Dataset entries:
· · · · · · ·
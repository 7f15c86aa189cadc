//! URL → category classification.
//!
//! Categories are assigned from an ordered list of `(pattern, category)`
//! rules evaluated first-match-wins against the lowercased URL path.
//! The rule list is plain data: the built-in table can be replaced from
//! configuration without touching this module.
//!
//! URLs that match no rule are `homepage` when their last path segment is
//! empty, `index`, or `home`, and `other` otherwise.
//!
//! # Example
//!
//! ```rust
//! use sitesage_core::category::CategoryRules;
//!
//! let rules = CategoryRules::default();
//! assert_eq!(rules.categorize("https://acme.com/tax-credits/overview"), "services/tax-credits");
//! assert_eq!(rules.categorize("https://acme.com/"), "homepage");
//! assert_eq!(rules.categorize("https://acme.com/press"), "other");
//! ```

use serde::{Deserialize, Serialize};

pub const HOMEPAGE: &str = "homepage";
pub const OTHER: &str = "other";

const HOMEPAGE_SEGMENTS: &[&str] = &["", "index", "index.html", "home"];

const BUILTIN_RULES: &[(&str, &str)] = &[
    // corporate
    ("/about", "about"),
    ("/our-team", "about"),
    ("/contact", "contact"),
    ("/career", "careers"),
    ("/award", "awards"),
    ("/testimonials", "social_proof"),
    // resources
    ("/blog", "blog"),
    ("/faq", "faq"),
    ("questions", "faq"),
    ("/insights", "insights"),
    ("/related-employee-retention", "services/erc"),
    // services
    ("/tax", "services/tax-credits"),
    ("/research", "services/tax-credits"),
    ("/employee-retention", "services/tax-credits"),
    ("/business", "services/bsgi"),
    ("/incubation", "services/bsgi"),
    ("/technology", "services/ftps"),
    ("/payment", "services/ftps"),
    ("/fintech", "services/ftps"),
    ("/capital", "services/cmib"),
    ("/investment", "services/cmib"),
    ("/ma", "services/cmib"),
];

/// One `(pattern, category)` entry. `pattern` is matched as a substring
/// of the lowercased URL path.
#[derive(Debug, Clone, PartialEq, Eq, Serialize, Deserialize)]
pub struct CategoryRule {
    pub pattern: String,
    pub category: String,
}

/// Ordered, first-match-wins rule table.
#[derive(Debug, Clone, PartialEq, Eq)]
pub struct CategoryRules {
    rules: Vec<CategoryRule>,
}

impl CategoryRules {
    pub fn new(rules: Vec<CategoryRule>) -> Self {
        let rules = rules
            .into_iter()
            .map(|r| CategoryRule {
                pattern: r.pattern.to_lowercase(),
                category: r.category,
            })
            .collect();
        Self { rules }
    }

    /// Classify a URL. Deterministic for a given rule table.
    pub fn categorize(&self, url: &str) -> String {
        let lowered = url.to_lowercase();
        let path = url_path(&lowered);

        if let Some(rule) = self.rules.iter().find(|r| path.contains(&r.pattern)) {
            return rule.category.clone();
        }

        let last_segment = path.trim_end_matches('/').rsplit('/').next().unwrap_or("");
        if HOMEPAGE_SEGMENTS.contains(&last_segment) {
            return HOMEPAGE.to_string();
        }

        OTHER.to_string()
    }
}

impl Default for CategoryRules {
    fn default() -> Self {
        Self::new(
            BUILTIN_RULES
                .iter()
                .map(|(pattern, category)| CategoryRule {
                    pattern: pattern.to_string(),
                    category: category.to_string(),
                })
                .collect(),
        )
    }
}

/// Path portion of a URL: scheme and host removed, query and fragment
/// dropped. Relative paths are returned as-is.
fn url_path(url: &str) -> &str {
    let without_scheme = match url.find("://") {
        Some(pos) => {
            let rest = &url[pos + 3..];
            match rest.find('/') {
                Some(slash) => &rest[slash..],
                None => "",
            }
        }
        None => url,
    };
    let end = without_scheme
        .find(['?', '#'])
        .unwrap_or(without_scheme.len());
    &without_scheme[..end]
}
· · · · · · ·
Work task:
Find and copy each line of the data where "lowered" is present.

Answer below:
        let lowered = url.to_lowercase();
        let path = url_path(&lowered);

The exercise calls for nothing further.